## PROVIDED DATA
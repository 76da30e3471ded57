//! OVSDB values (RFC 7047 section 5.1)
//!
//! Every column value is a [`Datum`]: a single atom, a set of atoms or a map.
//! A set of one element may appear on the wire as the bare atom, so the
//! accessors treat the two the same way.

use serde::{Deserialize, Serialize};
use serde_json::{json, Value};
use std::collections::BTreeMap;
use std::fmt;

use crate::error::{OvsdbError, Result};

#[derive(Debug, Clone, PartialEq, Serialize, Deserialize)]
#[serde(try_from = "Value", into = "Value")]
pub enum Atom {
    String(String),
    Integer(i64),
    Real(f64),
    Boolean(bool),
    Uuid(String),
    /// Transaction-local row reference
    NamedUuid(String),
}

impl Atom {
    pub fn string(s: impl Into<String>) -> Self {
        Atom::String(s.into())
    }

    pub fn uuid(s: impl Into<String>) -> Self {
        Atom::Uuid(s.into())
    }

    pub fn named_uuid(s: impl Into<String>) -> Self {
        Atom::NamedUuid(s.into())
    }

    pub fn as_str(&self) -> Result<&str> {
        match self {
            Atom::String(s) => Ok(s),
            other => Err(OvsdbError::type_mismatch("string", other)),
        }
    }

    pub fn as_integer(&self) -> Result<i64> {
        match self {
            Atom::Integer(i) => Ok(*i),
            other => Err(OvsdbError::type_mismatch("integer", other)),
        }
    }

    pub fn as_uuid(&self) -> Result<&str> {
        match self {
            Atom::Uuid(u) => Ok(u),
            other => Err(OvsdbError::type_mismatch("uuid", other)),
        }
    }
}

impl fmt::Display for Atom {
    fn fmt(&self, f: &mut fmt::Formatter<'_>) -> fmt::Result {
        match self {
            Atom::String(s) | Atom::Uuid(s) | Atom::NamedUuid(s) => write!(f, "{}", s),
            Atom::Integer(i) => write!(f, "{}", i),
            Atom::Real(r) => write!(f, "{}", r),
            Atom::Boolean(b) => write!(f, "{}", b),
        }
    }
}

impl TryFrom<Value> for Atom {
    type Error = OvsdbError;

    fn try_from(value: Value) -> Result<Self> {
        match value {
            Value::String(s) => Ok(Atom::String(s)),
            Value::Bool(b) => Ok(Atom::Boolean(b)),
            Value::Number(n) => match n.as_i64() {
                Some(i) => Ok(Atom::Integer(i)),
                None => n
                    .as_f64()
                    .map(Atom::Real)
                    .ok_or_else(|| OvsdbError::type_mismatch("number", n)),
            },
            Value::Array(pair) => match <[Value; 2]>::try_from(pair) {
                Ok([Value::String(tag), Value::String(id)]) if tag == "uuid" => Ok(Atom::Uuid(id)),
                Ok([Value::String(tag), Value::String(id)]) if tag == "named-uuid" => {
                    Ok(Atom::NamedUuid(id))
                }
                Ok(other) => Err(OvsdbError::type_mismatch("atom", other)),
                Err(other) => Err(OvsdbError::type_mismatch("atom", other)),
            },
            other => Err(OvsdbError::type_mismatch("atom", other)),
        }
    }
}

impl From<Atom> for Value {
    fn from(atom: Atom) -> Self {
        match atom {
            Atom::String(s) => Value::String(s),
            Atom::Integer(i) => Value::from(i),
            Atom::Real(r) => Value::from(r),
            Atom::Boolean(b) => Value::Bool(b),
            Atom::Uuid(u) => json!(["uuid", u]),
            Atom::NamedUuid(u) => json!(["named-uuid", u]),
        }
    }
}

#[derive(Debug, Clone, PartialEq, Serialize, Deserialize)]
#[serde(try_from = "Value", into = "Value")]
pub enum Datum {
    Atom(Atom),
    Set(Vec<Atom>),
    Map(Vec<(Atom, Atom)>),
}

impl Datum {
    pub fn string(s: impl Into<String>) -> Self {
        Datum::Atom(Atom::string(s))
    }

    pub fn integer(i: i64) -> Self {
        Datum::Atom(Atom::Integer(i))
    }

    pub fn boolean(b: bool) -> Self {
        Datum::Atom(Atom::Boolean(b))
    }

    pub fn uuid(u: impl Into<String>) -> Self {
        Datum::Atom(Atom::uuid(u))
    }

    pub fn named_uuid(u: impl Into<String>) -> Self {
        Datum::Atom(Atom::named_uuid(u))
    }

    pub fn set(atoms: impl IntoIterator<Item = Atom>) -> Self {
        Datum::Set(atoms.into_iter().collect())
    }

    pub fn empty_set() -> Self {
        Datum::Set(Vec::new())
    }

    /// String-to-string map, the shape of `external_ids` and `options`
    pub fn string_map<K, V>(entries: impl IntoIterator<Item = (K, V)>) -> Self
    where
        K: Into<String>,
        V: Into<String>,
    {
        Datum::Map(
            entries
                .into_iter()
                .map(|(k, v)| (Atom::String(k.into()), Atom::String(v.into())))
                .collect(),
        )
    }

    /// True for an empty set or empty map
    pub fn is_empty(&self) -> bool {
        match self {
            Datum::Atom(_) => false,
            Datum::Set(atoms) => atoms.is_empty(),
            Datum::Map(entries) => entries.is_empty(),
        }
    }

    /// The single atom, unwrapping a one-element set
    pub fn as_atom(&self) -> Result<&Atom> {
        match self {
            Datum::Atom(atom) => Ok(atom),
            Datum::Set(atoms) if atoms.len() == 1 => Ok(&atoms[0]),
            other => Err(OvsdbError::type_mismatch("single atom", other)),
        }
    }

    pub fn as_str(&self) -> Result<&str> {
        self.as_atom()?.as_str()
    }

    /// Integer value; an empty set (unassigned column) is an error
    pub fn as_integer(&self) -> Result<i64> {
        self.as_atom()?.as_integer()
    }

    pub fn as_uuid(&self) -> Result<&str> {
        self.as_atom()?.as_uuid()
    }

    /// Members of a set; a bare atom is a set of one
    pub fn as_set(&self) -> Result<Vec<&Atom>> {
        match self {
            Datum::Atom(atom) => Ok(vec![atom]),
            Datum::Set(atoms) => Ok(atoms.iter().collect()),
            other => Err(OvsdbError::type_mismatch("set", other)),
        }
    }

    pub fn as_uuid_set(&self) -> Result<Vec<&str>> {
        self.as_set()?.into_iter().map(Atom::as_uuid).collect()
    }

    pub fn as_string_map(&self) -> Result<BTreeMap<String, String>> {
        match self {
            Datum::Map(entries) => entries
                .iter()
                .map(|(k, v)| Ok((k.as_str()?.to_string(), v.as_str()?.to_string())))
                .collect(),
            Datum::Set(atoms) if atoms.is_empty() => Ok(BTreeMap::new()),
            other => Err(OvsdbError::type_mismatch("map", other)),
        }
    }
}

impl From<Atom> for Datum {
    fn from(atom: Atom) -> Self {
        Datum::Atom(atom)
    }
}

impl TryFrom<Value> for Datum {
    type Error = OvsdbError;

    fn try_from(value: Value) -> Result<Self> {
        if let Value::Array(items) = &value {
            if let [Value::String(tag), Value::Array(inner)] = items.as_slice() {
                match tag.as_str() {
                    "set" => {
                        let atoms = inner
                            .iter()
                            .cloned()
                            .map(Atom::try_from)
                            .collect::<Result<Vec<_>>>()?;
                        return Ok(Datum::Set(atoms));
                    }
                    "map" => {
                        let entries = inner
                            .iter()
                            .map(|pair| match pair {
                                Value::Array(kv) if kv.len() == 2 => Ok((
                                    Atom::try_from(kv[0].clone())?,
                                    Atom::try_from(kv[1].clone())?,
                                )),
                                other => Err(OvsdbError::type_mismatch("map entry", other)),
                            })
                            .collect::<Result<Vec<_>>>()?;
                        return Ok(Datum::Map(entries));
                    }
                    _ => {}
                }
            }
        }
        Atom::try_from(value).map(Datum::Atom)
    }
}

impl From<Datum> for Value {
    fn from(datum: Datum) -> Self {
        match datum {
            Datum::Atom(atom) => atom.into(),
            Datum::Set(atoms) => {
                json!(["set", atoms.into_iter().map(Value::from).collect::<Vec<_>>()])
            }
            Datum::Map(entries) => json!([
                "map",
                entries
                    .into_iter()
                    .map(|(k, v)| json!([Value::from(k), Value::from(v)]))
                    .collect::<Vec<_>>()
            ]),
        }
    }
}

/// Column values of one row
#[derive(Debug, Clone, PartialEq, Default, Serialize, Deserialize)]
#[serde(transparent)]
pub struct Row(pub BTreeMap<String, Datum>);

impl Row {
    pub fn new() -> Self {
        Self::default()
    }

    pub fn with(mut self, column: impl Into<String>, value: Datum) -> Self {
        self.0.insert(column.into(), value);
        self
    }

    pub fn get(&self, column: &str) -> Option<&Datum> {
        self.0.get(column)
    }

    pub fn is_empty(&self) -> bool {
        self.0.is_empty()
    }

    /// String column, or `TypeMismatch`/`NotFound`
    pub fn string(&self, column: &str) -> Result<&str> {
        self.get(column)
            .ok_or_else(|| OvsdbError::not_found("column", column))?
            .as_str()
    }

    pub fn name(&self) -> Option<&str> {
        self.string("name").ok()
    }

    /// A string-map column, empty when missing
    pub fn string_map(&self, column: &str) -> BTreeMap<String, String> {
        self.get(column)
            .and_then(|d| d.as_string_map().ok())
            .unwrap_or_default()
    }

    pub fn external_ids(&self) -> BTreeMap<String, String> {
        self.string_map("external_ids")
    }

    pub fn options(&self) -> BTreeMap<String, String> {
        self.string_map("options")
    }

    /// Assigned OpenFlow port number, if the column is a number yet
    pub fn of_port(&self) -> Option<i64> {
        self.get("ofport").and_then(|d| d.as_integer().ok())
    }

    /// Uuids referenced by a set-of-references column
    pub fn uuid_refs(&self, column: &str) -> Vec<String> {
        self.get(column)
            .and_then(|d| d.as_uuid_set().ok())
            .map(|ids| ids.into_iter().map(str::to_string).collect())
            .unwrap_or_default()
    }
}

impl From<Row> for Value {
    fn from(row: Row) -> Self {
        Value::Object(row.0.into_iter().map(|(k, v)| (k, v.into())).collect())
    }
}

impl TryFrom<Value> for Row {
    type Error = OvsdbError;

    fn try_from(value: Value) -> Result<Self> {
        match value {
            Value::Object(columns) => columns
                .into_iter()
                .map(|(k, v)| Ok((k, Datum::try_from(v)?)))
                .collect::<Result<BTreeMap<_, _>>>()
                .map(Row),
            Value::Null => Ok(Row::new()),
            other => Err(OvsdbError::type_mismatch("row object", other)),
        }
    }
}

#[cfg(test)]
mod tests {
    use super::*;
    use pretty_assertions::assert_eq;

    #[test]
    fn test_bare_atom_is_a_set_of_one() {
        let d = Datum::try_from(json!(["uuid", "2f0b"])).unwrap();
        assert_eq!(d.as_uuid_set().unwrap(), vec!["2f0b"]);
        assert_eq!(d.as_uuid().unwrap(), "2f0b");
    }

    #[test]
    fn test_set_of_uuids() {
        let d = Datum::try_from(json!(["set", [["uuid", "a"], ["uuid", "b"]]])).unwrap();
        assert_eq!(d.as_uuid_set().unwrap(), vec!["a", "b"]);
        assert!(d.as_uuid().is_err());
    }

    #[test]
    fn test_empty_ofport_is_not_an_integer() {
        let d = Datum::try_from(json!(["set", []])).unwrap();
        assert!(d.is_empty());
        assert!(matches!(
            d.as_integer(),
            Err(OvsdbError::TypeMismatch { .. })
        ));
        assert_eq!(Datum::try_from(json!(7)).unwrap().as_integer().unwrap(), 7);
    }

    #[test]
    fn test_string_map() {
        let d = Datum::try_from(json!([
            "map",
            [["iface-id", "default:web-0"], ["attached-mac", "0a:58:0a:f4:00:07"]]
        ]))
        .unwrap();
        let map = d.as_string_map().unwrap();
        assert_eq!(map["iface-id"], "default:web-0");
        assert_eq!(map.len(), 2);
    }

    #[test]
    fn test_wire_encoding() {
        let value = Value::from(Datum::string_map([("key", "flow")]));
        assert_eq!(value, json!(["map", [["key", "flow"]]]));
        let value = Value::from(Datum::set([Atom::named_uuid("row1")]));
        assert_eq!(value, json!(["set", [["named-uuid", "row1"]]]));
    }

    #[test]
    fn test_row_from_monitor_json() {
        let row = Row::try_from(json!({
            "name": "p1",
            "ofport": 3,
            "external_ids": ["map", [["ip-address", "10.244.0.7"]]],
            "ports": ["set", []]
        }))
        .unwrap();
        assert_eq!(row.name(), Some("p1"));
        assert_eq!(row.of_port(), Some(3));
        assert_eq!(row.external_ids()["ip-address"], "10.244.0.7");
        assert!(row.uuid_refs("ports").is_empty());
    }

    #[test]
    fn test_malformed_values() {
        assert!(Datum::try_from(json!({"a": 1})).is_err());
        assert!(Datum::try_from(json!(["map", [["k"]]])).is_err());
        assert!(Row::try_from(json!([1, 2])).is_err());
    }
}
//! Controller handshake and dispatch against a scripted switch

use async_trait::async_trait;
use ovsk_openflow::consts::*;
use ovsk_openflow::pipeline::{self, install_pipeline};
use ovsk_openflow::{
    FeaturesReply, FlowMatch, Header, Message, OpenFlowController, PacketIn, SwitchApp,
    SwitchHandle,
};
use std::sync::Arc;
use std::time::Duration;
use tokio::io::{AsyncReadExt, AsyncWriteExt};
use tokio::net::{TcpListener, TcpStream};
use tokio::sync::mpsc;
use tokio_util::sync::CancellationToken;

const DPID: u64 = 0x0000_5254_0012_3456;

#[derive(Debug)]
enum Event {
    Connected(u64),
    Disconnected(u64),
    PacketIn(PacketIn),
}

struct RecordingApp {
    events: mpsc::UnboundedSender<Event>,
}

#[async_trait]
impl SwitchApp for RecordingApp {
    async fn switch_connected(&self, switch: SwitchHandle) {
        install_pipeline(&switch).unwrap();
        let _ = self.events.send(Event::Connected(switch.datapath_id()));
    }

    async fn switch_disconnected(&self, switch: SwitchHandle) {
        let _ = self.events.send(Event::Disconnected(switch.datapath_id()));
    }

    async fn packet_in(&self, _switch: &SwitchHandle, packet: PacketIn) {
        let _ = self.events.send(Event::PacketIn(packet));
    }
}

async fn start() -> (
    std::net::SocketAddr,
    mpsc::UnboundedReceiver<Event>,
    CancellationToken,
) {
    let (tx, rx) = mpsc::unbounded_channel();
    let controller = Arc::new(OpenFlowController::new(Arc::new(RecordingApp { events: tx })));
    let listener = TcpListener::bind("127.0.0.1:0").await.unwrap();
    let addr = listener.local_addr().unwrap();
    let token = CancellationToken::new();
    tokio::spawn(controller.serve_listener(listener, token.clone()));
    (addr, rx, token)
}

async fn read_message(stream: &mut TcpStream) -> (Header, Message) {
    let mut raw = [0u8; OFP_HEADER_LEN];
    stream.read_exact(&mut raw).await.unwrap();
    let header = Header::parse(&raw).unwrap();
    let mut body = vec![0u8; header.body_len()];
    stream.read_exact(&mut body).await.unwrap();
    let message = Message::decode(&header, &body).unwrap();
    (header, message)
}

async fn send(stream: &mut TcpStream, message: Message, xid: u32) {
    stream.write_all(&message.encode(xid).unwrap()).await.unwrap();
}

async fn handshake(stream: &mut TcpStream) {
    let (_, hello) = read_message(stream).await;
    assert_eq!(hello, Message::Hello);
    send(stream, Message::Hello, 1).await;
    let (_, request) = read_message(stream).await;
    assert_eq!(request, Message::FeaturesRequest);
    send(
        stream,
        Message::FeaturesReply(FeaturesReply {
            datapath_id: DPID,
            n_buffers: 0,
            n_tables: 254,
            auxiliary_id: 0,
            capabilities: 0x4f,
        }),
        2,
    )
    .await;
}

async fn next_event(rx: &mut mpsc::UnboundedReceiver<Event>) -> Event {
    tokio::time::timeout(Duration::from_secs(2), rx.recv())
        .await
        .unwrap()
        .unwrap()
}

#[tokio::test]
async fn test_handshake_installs_pipeline() {
    let (addr, mut events, _token) = start().await;
    let mut switch = TcpStream::connect(addr).await.unwrap();
    handshake(&mut switch).await;

    assert!(matches!(next_event(&mut events).await, Event::Connected(DPID)));

    let mut flows = Vec::new();
    for _ in 0..2 {
        match read_message(&mut switch).await {
            (_, Message::FlowMod(fm)) => flows.push(fm.flow),
            (_, other) => panic!("unexpected {other:?}"),
        }
    }
    assert_eq!(flows, pipeline::base_flows());
}

#[tokio::test]
async fn test_echo_request_is_answered_with_same_xid() {
    let (addr, _events, _token) = start().await;
    let mut switch = TcpStream::connect(addr).await.unwrap();
    let (_, hello) = read_message(&mut switch).await;
    assert_eq!(hello, Message::Hello);

    send(&mut switch, Message::EchoRequest(b"ping".to_vec()), 77).await;
    let (header, reply) = read_message(&mut switch).await;
    assert_eq!(header.xid, 77);
    assert_eq!(reply, Message::EchoReply(b"ping".to_vec()));
}

#[tokio::test]
async fn test_packet_in_and_disconnect_reach_app() {
    let (addr, mut events, _token) = start().await;
    let mut switch = TcpStream::connect(addr).await.unwrap();
    handshake(&mut switch).await;
    assert!(matches!(next_event(&mut events).await, Event::Connected(DPID)));

    let packet = PacketIn {
        buffer_id: OFP_NO_BUFFER,
        total_len: 3,
        reason: 0,
        table_id: 0,
        cookie: 0,
        match_: FlowMatch::new().in_port(7),
        data: vec![1, 2, 3],
    };
    send(&mut switch, Message::PacketIn(packet.clone()), 10).await;
    match next_event(&mut events).await {
        Event::PacketIn(received) => {
            assert_eq!(received, packet);
            assert_eq!(received.in_port(), Some(7));
        }
        other => panic!("unexpected {other:?}"),
    }

    drop(switch);
    assert!(matches!(
        next_event(&mut events).await,
        Event::Disconnected(DPID)
    ));
}

#[tokio::test]
async fn test_messages_before_handshake_are_not_dispatched() {
    let (addr, mut events, _token) = start().await;
    let mut switch = TcpStream::connect(addr).await.unwrap();
    let _ = read_message(&mut switch).await;

    let packet = PacketIn {
        buffer_id: OFP_NO_BUFFER,
        total_len: 0,
        reason: 0,
        table_id: 0,
        cookie: 0,
        match_: FlowMatch::new(),
        data: Vec::new(),
    };
    send(&mut switch, Message::PacketIn(packet), 3).await;
    drop(switch);

    let quiet = tokio::time::timeout(Duration::from_millis(200), events.recv()).await;
    assert!(matches!(quiet, Err(_) | Ok(None)));
}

## WHAT IS BEING ASKED
Among the lines of the material, find those that hold the word "DPID" and copy them.

## SOLUTION FOR THIS EXERCISE
const DPID: u64 = 0x0000_5254_0012_3456;
            datapath_id: DPID,
    assert!(matches!(next_event(&mut events).await, Event::Connected(DPID)));
    assert!(matches!(next_event(&mut events).await, Event::Connected(DPID)));
        Event::Disconnected(DPID)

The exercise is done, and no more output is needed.